Stored data
##############################
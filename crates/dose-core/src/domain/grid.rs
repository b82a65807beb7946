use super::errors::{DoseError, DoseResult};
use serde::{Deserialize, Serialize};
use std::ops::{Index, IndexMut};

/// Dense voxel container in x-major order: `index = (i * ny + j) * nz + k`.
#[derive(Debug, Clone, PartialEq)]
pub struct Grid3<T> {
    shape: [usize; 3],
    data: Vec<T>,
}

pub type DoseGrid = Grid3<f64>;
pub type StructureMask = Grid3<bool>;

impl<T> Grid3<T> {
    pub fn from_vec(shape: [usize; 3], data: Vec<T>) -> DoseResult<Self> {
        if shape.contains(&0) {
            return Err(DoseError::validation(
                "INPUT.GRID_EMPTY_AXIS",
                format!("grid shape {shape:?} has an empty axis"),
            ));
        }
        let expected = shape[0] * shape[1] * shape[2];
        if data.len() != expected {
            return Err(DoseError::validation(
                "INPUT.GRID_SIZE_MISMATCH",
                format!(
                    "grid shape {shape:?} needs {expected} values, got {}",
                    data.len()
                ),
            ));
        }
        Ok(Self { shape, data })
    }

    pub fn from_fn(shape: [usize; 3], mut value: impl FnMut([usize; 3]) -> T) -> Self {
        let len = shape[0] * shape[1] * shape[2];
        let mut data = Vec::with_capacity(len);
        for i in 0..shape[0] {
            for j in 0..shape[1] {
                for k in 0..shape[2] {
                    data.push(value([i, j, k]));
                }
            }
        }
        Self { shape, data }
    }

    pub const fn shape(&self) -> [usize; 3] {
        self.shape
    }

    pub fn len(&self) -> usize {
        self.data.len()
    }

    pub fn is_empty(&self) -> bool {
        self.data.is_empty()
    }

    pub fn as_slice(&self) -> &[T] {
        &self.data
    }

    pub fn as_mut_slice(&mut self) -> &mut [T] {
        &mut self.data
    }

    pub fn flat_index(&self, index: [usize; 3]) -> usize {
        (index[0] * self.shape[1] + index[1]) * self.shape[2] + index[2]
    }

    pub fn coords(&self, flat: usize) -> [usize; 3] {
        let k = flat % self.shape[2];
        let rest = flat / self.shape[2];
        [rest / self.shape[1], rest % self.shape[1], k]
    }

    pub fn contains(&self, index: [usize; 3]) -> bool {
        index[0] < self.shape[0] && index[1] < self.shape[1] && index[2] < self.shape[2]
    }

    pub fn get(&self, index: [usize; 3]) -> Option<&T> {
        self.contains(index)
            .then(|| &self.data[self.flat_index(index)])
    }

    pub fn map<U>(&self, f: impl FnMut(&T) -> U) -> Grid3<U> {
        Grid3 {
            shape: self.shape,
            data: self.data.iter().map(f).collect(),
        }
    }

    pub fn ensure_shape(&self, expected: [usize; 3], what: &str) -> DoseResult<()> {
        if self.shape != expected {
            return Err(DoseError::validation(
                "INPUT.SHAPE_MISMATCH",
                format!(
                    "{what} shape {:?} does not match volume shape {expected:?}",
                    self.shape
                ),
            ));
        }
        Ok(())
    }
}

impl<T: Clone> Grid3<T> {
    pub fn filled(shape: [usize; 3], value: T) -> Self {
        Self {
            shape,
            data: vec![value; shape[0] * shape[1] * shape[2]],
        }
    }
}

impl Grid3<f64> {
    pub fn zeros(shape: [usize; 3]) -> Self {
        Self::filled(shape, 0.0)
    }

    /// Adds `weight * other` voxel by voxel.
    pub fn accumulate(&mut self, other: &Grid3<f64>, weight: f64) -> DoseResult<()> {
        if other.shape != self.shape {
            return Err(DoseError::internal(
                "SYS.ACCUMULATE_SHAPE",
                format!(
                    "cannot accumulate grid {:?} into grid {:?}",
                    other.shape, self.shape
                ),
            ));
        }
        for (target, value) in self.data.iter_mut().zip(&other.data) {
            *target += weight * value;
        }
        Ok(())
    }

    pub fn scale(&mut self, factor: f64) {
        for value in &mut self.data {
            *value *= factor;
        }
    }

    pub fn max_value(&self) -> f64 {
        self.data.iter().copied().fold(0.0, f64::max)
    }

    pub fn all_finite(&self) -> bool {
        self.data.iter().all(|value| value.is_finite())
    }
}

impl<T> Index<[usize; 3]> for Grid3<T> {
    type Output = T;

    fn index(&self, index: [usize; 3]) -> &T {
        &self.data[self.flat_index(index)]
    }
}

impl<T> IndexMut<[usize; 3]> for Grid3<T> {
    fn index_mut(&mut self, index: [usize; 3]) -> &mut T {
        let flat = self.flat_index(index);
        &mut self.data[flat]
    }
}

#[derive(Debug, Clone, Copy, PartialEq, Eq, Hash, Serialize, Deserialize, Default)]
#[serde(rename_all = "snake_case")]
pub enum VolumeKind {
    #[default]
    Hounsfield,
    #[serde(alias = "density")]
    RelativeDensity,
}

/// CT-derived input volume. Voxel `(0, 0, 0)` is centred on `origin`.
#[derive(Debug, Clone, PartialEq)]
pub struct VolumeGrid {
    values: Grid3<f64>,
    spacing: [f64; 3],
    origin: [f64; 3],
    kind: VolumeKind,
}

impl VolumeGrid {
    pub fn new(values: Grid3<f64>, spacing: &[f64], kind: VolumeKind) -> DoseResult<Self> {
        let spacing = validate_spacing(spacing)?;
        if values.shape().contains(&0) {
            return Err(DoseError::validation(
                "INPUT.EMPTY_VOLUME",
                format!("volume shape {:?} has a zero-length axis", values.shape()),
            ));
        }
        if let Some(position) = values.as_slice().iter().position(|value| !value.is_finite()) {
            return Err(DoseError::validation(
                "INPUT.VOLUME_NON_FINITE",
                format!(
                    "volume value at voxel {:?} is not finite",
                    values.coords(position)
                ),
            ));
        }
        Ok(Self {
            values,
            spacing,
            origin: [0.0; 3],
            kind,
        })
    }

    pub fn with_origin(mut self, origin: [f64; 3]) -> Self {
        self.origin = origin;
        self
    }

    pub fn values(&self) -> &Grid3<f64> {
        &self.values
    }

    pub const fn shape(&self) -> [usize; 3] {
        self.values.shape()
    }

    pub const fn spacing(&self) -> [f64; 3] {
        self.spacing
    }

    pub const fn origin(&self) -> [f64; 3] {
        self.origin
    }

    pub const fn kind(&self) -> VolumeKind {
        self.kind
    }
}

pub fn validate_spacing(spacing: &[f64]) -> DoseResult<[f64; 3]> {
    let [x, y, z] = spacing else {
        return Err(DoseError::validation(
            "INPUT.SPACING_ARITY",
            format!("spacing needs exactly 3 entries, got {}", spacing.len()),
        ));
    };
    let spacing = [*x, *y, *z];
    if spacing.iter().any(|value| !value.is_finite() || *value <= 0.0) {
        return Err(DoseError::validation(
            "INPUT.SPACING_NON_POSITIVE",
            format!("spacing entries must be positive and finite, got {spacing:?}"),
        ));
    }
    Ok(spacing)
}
##############################
• _What to work on_
The records above should be restated word for word, please.

• _Written response_
filename crates/dose-core/src/domain/grid.rs
repository b82a65807beb7946
use super::errors::{DoseError, DoseResult};
use serde::{Deserialize, Serialize};
use std::ops::{Index, IndexMut};

/// Dense voxel container in x-major order: `index = (i * ny + j) * nz + k`.
#[derive(Debug, Clone, PartialEq)]
pub struct Grid3<T> {
    shape: [usize; 3],
    data: Vec<T>,
}

pub type DoseGrid = Grid3<f64>;
pub type StructureMask = Grid3<bool>;

impl<T> Grid3<T> {
    pub fn from_vec(shape: [usize; 3], data: Vec<T>) -> DoseResult<Self> {
        if shape.contains(&0) {
            return Err(DoseError::validation(
                "INPUT.GRID_EMPTY_AXIS",
                format!("grid shape {shape:?} has an empty axis"),
            ));
        }
        let expected = shape[0] * shape[1] * shape[2];
        if data.len() != expected {
            return Err(DoseError::validation(
                "INPUT.GRID_SIZE_MISMATCH",
                format!(
                    "grid shape {shape:?} needs {expected} values, got {}",
                    data.len()
                ),
            ));
        }
        Ok(Self { shape, data })
    }

    pub fn from_fn(shape: [usize; 3], mut value: impl FnMut([usize; 3]) -> T) -> Self {
        let len = shape[0] * shape[1] * shape[2];
        let mut data = Vec::with_capacity(len);
        for i in 0..shape[0] {
            for j in 0..shape[1] {
                for k in 0..shape[2] {
                    data.push(value([i, j, k]));
                }
            }
        }
        Self { shape, data }
    }

    pub const fn shape(&self) -> [usize; 3] {
        self.shape
    }

    pub fn len(&self) -> usize {
        self.data.len()
    }

    pub fn is_empty(&self) -> bool {
        self.data.is_empty()
    }

    pub fn as_slice(&self) -> &[T] {
        &self.data
    }

    pub fn as_mut_slice(&mut self) -> &mut [T] {
        &mut self.data
    }

    pub fn flat_index(&self, index: [usize; 3]) -> usize {
        (index[0] * self.shape[1] + index[1]) * self.shape[2] + index[2]
    }

    pub fn coords(&self, flat: usize) -> [usize; 3] {
        let k = flat % self.shape[2];
        let rest = flat / self.shape[2];
        [rest / self.shape[1], rest % self.shape[1], k]
    }

    pub fn contains(&self, index: [usize; 3]) -> bool {
        index[0] < self.shape[0] && index[1] < self.shape[1] && index[2] < self.shape[2]
    }

    pub fn get(&self, index: [usize; 3]) -> Option<&T> {
        self.contains(index)
            .then(|| &self.data[self.flat_index(index)])
    }

    pub fn map<U>(&self, f: impl FnMut(&T) -> U) -> Grid3<U> {
        Grid3 {
            shape: self.shape,
            data: self.data.iter().map(f).collect(),
        }
    }

    pub fn ensure_shape(&self, expected: [usize; 3], what: &str) -> DoseResult<()> {
        if self.shape != expected {
            return Err(DoseError::validation(
                "INPUT.SHAPE_MISMATCH",
                format!(
                    "{what} shape {:?} does not match volume shape {expected:?}",
                    self.shape
                ),
            ));
        }
        Ok(())
    }
}

impl<T: Clone> Grid3<T> {
    pub fn filled(shape: [usize; 3], value: T) -> Self {
        Self {
            shape,
            data: vec![value; shape[0] * shape[1] * shape[2]],
        }
    }
}

impl Grid3<f64> {
    pub fn zeros(shape: [usize; 3]) -> Self {
        Self::filled(shape, 0.0)
    }

    /// Adds `weight * other` voxel by voxel.
    pub fn accumulate(&mut self, other: &Grid3<f64>, weight: f64) -> DoseResult<()> {
        if other.shape != self.shape {
            return Err(DoseError::internal(
                "SYS.ACCUMULATE_SHAPE",
                format!(
                    "cannot accumulate grid {:?} into grid {:?}",
                    other.shape, self.shape
                ),
            ));
        }
        for (target, value) in self.data.iter_mut().zip(&other.data) {
            *target += weight * value;
        }
        Ok(())
    }

    pub fn scale(&mut self, factor: f64) {
        for value in &mut self.data {
            *value *= factor;
        }
    }

    pub fn max_value(&self) -> f64 {
        self.data.iter().copied().fold(0.0, f64::max)
    }

    pub fn all_finite(&self) -> bool {
        self.data.iter().all(|value| value.is_finite())
    }
}

impl<T> Index<[usize; 3]> for Grid3<T> {
    type Output = T;

    fn index(&self, index: [usize; 3]) -> &T {
        &self.data[self.flat_index(index)]
    }
}

impl<T> IndexMut<[usize; 3]> for Grid3<T> {
    fn index_mut(&mut self, index: [usize; 3]) -> &mut T {
        let flat = self.flat_index(index);
        &mut self.data[flat]
    }
}

#[derive(Debug, Clone, Copy, PartialEq, Eq, Hash, Serialize, Deserialize, Default)]
#[serde(rename_all = "snake_case")]
pub enum VolumeKind {
    #[default]
    Hounsfield,
    #[serde(alias = "density")]
    RelativeDensity,
}

/// CT-derived input volume. Voxel `(0, 0, 0)` is centred on `origin`.
#[derive(Debug, Clone, PartialEq)]
pub struct VolumeGrid {
    values: Grid3<f64>,
    spacing: [f64; 3],
    origin: [f64; 3],
    kind: VolumeKind,
}

impl VolumeGrid {
    pub fn new(values: Grid3<f64>, spacing: &[f64], kind: VolumeKind) -> DoseResult<Self> {
        let spacing = validate_spacing(spacing)?;
        if values.shape().contains(&0) {
            return Err(DoseError::validation(
                "INPUT.EMPTY_VOLUME",
                format!("volume shape {:?} has a zero-length axis", values.shape()),
            ));
        }
        if let Some(position) = values.as_slice().iter().position(|value| !value.is_finite()) {
            return Err(DoseError::validation(
                "INPUT.VOLUME_NON_FINITE",
                format!(
                    "volume value at voxel {:?} is not finite",
                    values.coords(position)
                ),
            ));
        }
        Ok(Self {
            values,
            spacing,
            origin: [0.0; 3],
            kind,
        })
    }

    pub fn with_origin(mut self, origin: [f64; 3]) -> Self {
        self.origin = origin;
        self
    }

    pub fn values(&self) -> &Grid3<f64> {
        &self.values
    }

    pub const fn shape(&self) -> [usize; 3] {
        self.values.shape()
    }

    pub const fn spacing(&self) -> [f64; 3] {
        self.spacing
    }

    pub const fn origin(&self) -> [f64; 3] {
        self.origin
    }

    pub const fn kind(&self) -> VolumeKind {
        self.kind
    }
}

pub fn validate_spacing(spacing: &[f64]) -> DoseResult<[f64; 3]> {
    let [x, y, z] = spacing else {
        return Err(DoseError::validation(
            "INPUT.SPACING_ARITY",
            format!("spacing needs exactly 3 entries, got {}", spacing.len()),
        ));
    };
    let spacing = [*x, *y, *z];
    if spacing.iter().any(|value| !value.is_finite() || *value <= 0.0) {
        return Err(DoseError::validation(
            "INPUT.SPACING_NON_POSITIVE",
            format!("spacing entries must be positive and finite, got {spacing:?}"),
        ));
    }
    Ok(spacing)
}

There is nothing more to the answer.